• **Your task**
Repeat exactly, and only, the lines of the entries below from the one with "repository b77e4e2570a3a6e5" through the one with "to its parent.", both ends included.

• **Data**
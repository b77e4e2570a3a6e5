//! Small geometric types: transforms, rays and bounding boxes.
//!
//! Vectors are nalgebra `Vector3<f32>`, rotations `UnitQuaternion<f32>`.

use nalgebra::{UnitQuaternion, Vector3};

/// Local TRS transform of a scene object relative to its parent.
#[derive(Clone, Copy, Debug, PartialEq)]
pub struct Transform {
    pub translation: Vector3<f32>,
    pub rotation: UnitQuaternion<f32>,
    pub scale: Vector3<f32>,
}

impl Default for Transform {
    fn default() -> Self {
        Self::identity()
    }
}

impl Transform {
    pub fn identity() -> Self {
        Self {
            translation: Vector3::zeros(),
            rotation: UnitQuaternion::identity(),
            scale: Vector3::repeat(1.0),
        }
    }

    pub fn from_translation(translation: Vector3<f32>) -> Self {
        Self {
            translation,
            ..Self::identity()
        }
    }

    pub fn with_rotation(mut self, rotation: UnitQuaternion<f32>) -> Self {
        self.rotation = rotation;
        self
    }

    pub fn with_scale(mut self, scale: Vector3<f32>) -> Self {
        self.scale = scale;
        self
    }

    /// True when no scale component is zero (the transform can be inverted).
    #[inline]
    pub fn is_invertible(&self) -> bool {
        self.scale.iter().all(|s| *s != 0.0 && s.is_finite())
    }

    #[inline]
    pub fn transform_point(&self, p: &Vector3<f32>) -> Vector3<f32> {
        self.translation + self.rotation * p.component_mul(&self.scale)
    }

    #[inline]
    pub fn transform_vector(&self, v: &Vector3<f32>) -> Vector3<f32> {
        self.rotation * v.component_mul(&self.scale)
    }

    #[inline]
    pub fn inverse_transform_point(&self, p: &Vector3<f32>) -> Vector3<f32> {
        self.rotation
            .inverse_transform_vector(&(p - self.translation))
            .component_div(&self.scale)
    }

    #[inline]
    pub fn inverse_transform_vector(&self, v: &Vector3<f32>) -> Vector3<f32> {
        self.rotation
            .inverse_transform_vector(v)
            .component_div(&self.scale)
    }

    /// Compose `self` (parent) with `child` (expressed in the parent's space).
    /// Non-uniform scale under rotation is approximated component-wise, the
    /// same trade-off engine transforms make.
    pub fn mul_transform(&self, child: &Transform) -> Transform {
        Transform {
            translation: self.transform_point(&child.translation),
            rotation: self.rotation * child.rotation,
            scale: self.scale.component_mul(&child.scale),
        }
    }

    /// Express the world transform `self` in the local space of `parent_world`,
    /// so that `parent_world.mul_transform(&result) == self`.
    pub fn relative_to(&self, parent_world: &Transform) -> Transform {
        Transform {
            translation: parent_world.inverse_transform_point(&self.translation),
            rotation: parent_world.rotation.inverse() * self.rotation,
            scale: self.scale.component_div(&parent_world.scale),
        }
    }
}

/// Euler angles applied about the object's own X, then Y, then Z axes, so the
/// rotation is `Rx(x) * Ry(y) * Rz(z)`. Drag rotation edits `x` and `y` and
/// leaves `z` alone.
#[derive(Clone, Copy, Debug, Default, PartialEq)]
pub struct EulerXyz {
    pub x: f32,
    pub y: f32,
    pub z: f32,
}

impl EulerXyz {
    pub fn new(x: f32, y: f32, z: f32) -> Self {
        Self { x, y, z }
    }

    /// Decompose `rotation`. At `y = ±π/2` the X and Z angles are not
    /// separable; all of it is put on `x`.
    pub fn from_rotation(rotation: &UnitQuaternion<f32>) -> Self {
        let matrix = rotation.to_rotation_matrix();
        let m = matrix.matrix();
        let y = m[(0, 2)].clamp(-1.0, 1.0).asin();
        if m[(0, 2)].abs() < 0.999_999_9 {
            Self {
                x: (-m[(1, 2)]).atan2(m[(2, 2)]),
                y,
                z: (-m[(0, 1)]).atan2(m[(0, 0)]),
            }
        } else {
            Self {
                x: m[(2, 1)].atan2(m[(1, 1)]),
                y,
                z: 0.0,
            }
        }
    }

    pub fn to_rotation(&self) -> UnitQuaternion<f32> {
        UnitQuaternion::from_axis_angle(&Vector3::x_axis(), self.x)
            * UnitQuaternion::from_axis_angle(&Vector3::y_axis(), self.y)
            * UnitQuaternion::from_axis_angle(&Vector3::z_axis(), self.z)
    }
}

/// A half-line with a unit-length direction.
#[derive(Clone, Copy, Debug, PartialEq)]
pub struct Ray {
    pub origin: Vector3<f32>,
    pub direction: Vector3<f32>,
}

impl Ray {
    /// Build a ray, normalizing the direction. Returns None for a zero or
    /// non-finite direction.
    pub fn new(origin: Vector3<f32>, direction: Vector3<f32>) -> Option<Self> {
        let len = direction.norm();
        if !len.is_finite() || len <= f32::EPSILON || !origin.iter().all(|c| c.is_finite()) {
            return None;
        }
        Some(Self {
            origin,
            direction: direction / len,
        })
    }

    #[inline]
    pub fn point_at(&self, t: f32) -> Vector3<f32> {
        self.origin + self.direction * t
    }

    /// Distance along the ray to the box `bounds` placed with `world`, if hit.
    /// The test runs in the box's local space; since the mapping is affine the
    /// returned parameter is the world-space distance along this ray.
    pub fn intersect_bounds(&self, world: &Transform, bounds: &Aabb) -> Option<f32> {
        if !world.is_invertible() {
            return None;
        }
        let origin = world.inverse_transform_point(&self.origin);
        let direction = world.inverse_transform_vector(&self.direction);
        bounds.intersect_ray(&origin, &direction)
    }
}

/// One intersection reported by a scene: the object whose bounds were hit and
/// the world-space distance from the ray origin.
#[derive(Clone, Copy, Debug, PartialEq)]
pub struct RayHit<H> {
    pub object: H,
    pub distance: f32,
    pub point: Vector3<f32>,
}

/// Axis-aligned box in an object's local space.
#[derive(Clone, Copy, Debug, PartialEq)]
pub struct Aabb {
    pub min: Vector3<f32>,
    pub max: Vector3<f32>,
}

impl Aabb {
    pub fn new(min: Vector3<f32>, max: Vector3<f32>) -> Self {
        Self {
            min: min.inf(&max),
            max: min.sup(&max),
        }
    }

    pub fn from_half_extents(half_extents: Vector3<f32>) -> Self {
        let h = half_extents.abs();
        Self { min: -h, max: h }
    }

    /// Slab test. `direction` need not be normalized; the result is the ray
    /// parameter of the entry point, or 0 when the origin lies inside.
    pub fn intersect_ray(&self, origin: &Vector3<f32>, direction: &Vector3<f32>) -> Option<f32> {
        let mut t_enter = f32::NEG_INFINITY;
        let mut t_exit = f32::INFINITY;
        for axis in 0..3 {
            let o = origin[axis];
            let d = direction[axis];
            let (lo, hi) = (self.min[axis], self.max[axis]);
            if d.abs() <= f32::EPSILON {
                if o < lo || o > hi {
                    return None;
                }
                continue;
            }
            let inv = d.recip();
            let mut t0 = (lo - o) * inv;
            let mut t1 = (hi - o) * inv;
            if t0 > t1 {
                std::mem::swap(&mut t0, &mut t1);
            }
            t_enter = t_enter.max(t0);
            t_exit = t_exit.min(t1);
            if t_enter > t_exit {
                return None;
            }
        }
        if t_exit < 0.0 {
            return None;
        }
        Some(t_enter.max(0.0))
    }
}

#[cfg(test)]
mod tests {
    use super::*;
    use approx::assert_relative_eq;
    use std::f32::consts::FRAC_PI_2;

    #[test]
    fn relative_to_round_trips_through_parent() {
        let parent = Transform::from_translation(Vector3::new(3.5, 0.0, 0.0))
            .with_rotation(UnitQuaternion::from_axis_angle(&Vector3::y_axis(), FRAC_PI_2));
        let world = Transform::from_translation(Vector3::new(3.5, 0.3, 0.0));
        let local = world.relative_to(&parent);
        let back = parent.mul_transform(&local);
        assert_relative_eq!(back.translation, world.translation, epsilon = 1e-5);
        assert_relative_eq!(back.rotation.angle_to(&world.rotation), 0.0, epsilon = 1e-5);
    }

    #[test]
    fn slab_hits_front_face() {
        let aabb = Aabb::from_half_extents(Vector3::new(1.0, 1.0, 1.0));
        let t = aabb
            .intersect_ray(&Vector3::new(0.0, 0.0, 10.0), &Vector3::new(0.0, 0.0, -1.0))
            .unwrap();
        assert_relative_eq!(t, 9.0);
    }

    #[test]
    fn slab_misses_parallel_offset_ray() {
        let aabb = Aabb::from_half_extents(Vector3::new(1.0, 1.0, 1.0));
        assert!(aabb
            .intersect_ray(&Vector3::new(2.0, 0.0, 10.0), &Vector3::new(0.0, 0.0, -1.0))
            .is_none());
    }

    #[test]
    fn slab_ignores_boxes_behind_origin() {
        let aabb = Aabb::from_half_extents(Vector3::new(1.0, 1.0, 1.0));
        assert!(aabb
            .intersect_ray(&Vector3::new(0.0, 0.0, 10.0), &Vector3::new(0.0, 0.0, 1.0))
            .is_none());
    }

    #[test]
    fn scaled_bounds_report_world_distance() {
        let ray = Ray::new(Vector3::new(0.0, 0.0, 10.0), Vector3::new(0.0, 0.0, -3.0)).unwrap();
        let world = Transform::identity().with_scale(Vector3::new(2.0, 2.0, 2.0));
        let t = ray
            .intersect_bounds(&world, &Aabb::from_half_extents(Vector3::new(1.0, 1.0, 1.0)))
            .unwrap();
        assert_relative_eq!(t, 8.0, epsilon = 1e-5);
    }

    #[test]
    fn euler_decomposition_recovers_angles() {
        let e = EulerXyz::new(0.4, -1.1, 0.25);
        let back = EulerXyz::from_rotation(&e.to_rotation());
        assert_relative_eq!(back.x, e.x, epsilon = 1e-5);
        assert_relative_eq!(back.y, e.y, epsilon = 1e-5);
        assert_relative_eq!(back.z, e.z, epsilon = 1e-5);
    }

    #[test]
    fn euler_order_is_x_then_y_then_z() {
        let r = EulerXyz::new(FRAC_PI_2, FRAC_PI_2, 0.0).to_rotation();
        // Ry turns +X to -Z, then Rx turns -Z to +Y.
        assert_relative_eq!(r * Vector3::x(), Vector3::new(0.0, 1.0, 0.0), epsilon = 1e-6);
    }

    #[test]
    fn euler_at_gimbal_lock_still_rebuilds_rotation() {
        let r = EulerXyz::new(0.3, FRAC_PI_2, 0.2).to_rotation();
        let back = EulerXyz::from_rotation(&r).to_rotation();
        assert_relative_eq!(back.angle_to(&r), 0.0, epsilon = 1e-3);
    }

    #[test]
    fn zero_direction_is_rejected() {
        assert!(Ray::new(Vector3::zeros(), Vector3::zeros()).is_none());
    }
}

...

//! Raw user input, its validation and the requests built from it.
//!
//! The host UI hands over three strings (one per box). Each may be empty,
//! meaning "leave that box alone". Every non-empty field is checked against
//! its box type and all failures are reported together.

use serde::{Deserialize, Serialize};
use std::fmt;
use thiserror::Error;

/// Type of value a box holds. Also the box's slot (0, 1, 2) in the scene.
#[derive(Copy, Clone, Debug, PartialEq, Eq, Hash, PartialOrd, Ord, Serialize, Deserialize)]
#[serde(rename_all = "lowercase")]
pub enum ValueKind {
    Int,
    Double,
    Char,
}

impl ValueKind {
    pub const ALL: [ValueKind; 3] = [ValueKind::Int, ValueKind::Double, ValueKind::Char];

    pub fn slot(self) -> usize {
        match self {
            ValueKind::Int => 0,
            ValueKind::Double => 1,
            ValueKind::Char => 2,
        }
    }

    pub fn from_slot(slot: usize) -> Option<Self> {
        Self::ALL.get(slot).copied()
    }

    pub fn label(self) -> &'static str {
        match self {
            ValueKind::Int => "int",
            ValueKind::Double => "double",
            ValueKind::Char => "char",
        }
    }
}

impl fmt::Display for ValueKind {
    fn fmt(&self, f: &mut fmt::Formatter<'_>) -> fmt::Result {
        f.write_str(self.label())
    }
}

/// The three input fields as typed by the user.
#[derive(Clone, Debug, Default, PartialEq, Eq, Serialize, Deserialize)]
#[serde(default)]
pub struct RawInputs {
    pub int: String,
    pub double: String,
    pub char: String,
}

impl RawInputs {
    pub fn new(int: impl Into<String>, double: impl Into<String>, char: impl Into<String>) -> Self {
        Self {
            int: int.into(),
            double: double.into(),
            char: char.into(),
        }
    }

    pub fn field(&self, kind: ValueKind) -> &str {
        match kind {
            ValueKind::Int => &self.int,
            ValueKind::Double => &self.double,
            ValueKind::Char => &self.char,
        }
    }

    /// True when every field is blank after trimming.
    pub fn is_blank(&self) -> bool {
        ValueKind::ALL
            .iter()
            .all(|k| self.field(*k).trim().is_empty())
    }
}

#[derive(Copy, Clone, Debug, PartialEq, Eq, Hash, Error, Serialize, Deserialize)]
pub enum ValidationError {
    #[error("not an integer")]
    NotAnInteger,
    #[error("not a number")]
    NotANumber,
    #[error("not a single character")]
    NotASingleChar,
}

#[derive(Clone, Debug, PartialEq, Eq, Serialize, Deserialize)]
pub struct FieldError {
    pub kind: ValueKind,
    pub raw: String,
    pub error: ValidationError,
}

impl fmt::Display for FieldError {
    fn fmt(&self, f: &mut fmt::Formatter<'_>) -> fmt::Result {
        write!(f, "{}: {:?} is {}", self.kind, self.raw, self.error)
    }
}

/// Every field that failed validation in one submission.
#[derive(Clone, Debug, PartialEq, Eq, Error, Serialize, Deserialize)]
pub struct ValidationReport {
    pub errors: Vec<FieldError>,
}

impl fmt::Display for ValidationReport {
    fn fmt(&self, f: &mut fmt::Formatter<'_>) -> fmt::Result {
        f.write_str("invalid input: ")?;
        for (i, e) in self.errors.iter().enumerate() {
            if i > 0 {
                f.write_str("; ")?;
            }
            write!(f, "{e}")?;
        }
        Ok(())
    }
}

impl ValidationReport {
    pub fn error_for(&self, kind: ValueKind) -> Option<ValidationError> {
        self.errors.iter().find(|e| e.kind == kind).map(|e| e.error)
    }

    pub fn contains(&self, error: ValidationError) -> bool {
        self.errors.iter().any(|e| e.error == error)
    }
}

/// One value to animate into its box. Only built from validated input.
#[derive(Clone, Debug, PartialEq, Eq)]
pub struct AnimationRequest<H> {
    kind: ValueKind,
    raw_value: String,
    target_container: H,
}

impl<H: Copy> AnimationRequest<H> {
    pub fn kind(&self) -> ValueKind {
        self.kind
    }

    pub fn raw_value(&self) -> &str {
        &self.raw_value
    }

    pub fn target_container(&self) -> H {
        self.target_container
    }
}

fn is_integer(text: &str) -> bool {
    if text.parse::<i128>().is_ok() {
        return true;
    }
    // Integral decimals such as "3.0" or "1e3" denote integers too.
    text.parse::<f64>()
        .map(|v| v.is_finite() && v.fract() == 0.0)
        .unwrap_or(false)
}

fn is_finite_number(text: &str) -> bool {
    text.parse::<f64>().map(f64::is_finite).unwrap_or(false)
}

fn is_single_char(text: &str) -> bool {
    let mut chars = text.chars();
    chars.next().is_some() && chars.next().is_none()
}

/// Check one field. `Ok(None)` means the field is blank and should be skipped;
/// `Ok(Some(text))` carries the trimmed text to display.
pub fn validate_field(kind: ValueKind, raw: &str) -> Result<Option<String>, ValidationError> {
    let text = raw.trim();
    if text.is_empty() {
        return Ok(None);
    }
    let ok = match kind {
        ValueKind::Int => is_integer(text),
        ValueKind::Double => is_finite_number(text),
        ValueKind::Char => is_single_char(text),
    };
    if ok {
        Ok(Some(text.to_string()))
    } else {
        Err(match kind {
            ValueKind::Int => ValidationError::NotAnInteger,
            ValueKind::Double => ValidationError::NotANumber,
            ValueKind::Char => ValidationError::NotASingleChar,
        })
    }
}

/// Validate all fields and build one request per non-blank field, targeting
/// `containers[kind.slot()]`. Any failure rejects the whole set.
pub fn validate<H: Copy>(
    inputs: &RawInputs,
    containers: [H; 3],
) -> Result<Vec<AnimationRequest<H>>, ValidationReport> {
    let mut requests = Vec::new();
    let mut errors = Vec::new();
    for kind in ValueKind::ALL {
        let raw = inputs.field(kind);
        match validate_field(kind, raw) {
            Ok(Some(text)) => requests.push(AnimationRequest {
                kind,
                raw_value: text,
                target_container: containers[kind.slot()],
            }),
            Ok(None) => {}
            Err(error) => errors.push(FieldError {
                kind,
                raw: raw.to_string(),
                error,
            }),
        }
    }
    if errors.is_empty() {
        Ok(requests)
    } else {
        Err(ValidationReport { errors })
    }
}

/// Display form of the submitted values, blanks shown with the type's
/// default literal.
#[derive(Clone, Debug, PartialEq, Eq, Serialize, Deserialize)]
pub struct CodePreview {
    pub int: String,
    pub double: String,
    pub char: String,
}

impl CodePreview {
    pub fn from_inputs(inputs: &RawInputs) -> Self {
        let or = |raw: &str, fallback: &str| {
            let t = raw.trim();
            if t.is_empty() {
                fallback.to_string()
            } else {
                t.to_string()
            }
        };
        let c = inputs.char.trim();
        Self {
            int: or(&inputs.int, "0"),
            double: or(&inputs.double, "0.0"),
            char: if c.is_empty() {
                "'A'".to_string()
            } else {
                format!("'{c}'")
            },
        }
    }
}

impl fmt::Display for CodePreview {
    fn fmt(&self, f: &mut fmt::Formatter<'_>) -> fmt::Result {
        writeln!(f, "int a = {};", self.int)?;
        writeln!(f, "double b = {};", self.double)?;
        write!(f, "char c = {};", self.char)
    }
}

• **Solution**
repository b77e4e2570a3a6e5
//! Small geometric types: transforms, rays and bounding boxes.
//!
//! Vectors are nalgebra `Vector3<f32>`, rotations `UnitQuaternion<f32>`.

use nalgebra::{UnitQuaternion, Vector3};

/// Local TRS transform of a scene object relative to its parent.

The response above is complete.